Exercise: Lines with "WindowTransform" in the entries below: count them and reply with the number alone.
Start of Exercise data
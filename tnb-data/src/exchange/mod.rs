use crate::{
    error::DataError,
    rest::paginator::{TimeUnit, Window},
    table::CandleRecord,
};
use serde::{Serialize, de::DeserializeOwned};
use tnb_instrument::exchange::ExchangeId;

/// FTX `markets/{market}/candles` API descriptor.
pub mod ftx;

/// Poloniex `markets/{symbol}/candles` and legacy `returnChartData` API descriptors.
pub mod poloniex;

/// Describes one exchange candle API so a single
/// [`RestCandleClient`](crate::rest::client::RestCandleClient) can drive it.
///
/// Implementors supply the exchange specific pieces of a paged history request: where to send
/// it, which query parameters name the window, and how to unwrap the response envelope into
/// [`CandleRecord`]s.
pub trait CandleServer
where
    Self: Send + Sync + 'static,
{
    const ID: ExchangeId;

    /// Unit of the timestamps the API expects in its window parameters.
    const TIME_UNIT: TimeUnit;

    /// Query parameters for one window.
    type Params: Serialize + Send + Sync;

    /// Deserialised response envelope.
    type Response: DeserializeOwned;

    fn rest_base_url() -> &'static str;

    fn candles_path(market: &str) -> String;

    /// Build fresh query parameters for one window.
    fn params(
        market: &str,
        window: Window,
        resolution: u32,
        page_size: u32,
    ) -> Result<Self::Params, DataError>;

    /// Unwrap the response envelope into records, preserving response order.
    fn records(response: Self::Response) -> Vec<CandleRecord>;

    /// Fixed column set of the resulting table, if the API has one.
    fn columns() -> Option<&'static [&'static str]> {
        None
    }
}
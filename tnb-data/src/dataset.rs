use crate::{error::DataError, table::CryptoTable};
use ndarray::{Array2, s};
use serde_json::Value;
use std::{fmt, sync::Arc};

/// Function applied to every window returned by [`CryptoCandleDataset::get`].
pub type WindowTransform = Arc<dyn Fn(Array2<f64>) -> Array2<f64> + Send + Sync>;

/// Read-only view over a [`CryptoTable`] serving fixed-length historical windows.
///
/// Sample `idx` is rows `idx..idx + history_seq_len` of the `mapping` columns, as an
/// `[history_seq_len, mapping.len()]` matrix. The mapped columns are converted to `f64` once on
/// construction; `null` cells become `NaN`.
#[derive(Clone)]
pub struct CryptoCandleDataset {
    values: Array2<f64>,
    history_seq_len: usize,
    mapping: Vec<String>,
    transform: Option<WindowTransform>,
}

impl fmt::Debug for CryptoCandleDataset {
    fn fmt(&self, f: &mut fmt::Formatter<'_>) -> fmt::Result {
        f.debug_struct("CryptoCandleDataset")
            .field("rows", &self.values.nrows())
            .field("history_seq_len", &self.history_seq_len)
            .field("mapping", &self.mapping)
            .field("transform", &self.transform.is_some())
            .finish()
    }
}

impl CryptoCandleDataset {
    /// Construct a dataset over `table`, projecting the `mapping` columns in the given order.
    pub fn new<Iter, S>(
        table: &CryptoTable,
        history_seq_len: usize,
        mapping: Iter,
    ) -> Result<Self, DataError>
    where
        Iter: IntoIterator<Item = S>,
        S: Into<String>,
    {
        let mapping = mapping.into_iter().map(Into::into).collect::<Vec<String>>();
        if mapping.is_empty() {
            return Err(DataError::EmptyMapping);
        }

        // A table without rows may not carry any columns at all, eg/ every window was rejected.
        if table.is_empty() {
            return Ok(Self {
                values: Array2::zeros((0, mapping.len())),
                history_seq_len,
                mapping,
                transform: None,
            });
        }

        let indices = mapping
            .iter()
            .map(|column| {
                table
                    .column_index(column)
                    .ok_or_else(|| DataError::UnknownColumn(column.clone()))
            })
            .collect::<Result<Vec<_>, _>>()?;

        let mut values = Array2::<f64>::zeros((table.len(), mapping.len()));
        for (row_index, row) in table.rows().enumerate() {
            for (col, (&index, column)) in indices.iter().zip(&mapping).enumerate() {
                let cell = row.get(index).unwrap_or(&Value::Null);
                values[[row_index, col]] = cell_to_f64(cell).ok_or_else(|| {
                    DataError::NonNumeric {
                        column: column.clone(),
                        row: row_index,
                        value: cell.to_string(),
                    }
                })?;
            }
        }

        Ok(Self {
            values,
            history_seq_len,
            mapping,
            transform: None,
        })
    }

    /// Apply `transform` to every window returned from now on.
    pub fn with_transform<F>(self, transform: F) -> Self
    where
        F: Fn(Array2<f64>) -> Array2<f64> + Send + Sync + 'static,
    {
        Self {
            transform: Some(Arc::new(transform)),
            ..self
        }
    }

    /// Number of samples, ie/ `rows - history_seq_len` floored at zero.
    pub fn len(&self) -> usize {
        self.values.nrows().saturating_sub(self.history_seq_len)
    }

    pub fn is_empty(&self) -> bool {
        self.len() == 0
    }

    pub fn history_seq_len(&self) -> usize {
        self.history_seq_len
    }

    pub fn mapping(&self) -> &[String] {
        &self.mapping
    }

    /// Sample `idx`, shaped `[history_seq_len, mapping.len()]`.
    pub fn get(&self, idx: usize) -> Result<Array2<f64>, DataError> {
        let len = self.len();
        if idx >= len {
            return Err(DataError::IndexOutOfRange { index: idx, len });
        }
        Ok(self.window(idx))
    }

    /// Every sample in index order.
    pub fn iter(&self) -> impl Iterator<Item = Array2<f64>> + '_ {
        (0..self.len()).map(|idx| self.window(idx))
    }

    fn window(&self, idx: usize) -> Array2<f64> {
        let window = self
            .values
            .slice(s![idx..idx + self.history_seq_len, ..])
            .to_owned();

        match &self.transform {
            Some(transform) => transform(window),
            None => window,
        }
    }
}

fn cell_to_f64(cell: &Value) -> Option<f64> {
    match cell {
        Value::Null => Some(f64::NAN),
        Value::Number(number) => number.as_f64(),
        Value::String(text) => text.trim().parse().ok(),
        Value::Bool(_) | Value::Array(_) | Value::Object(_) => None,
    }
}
End of Exercise data
Answer space: 2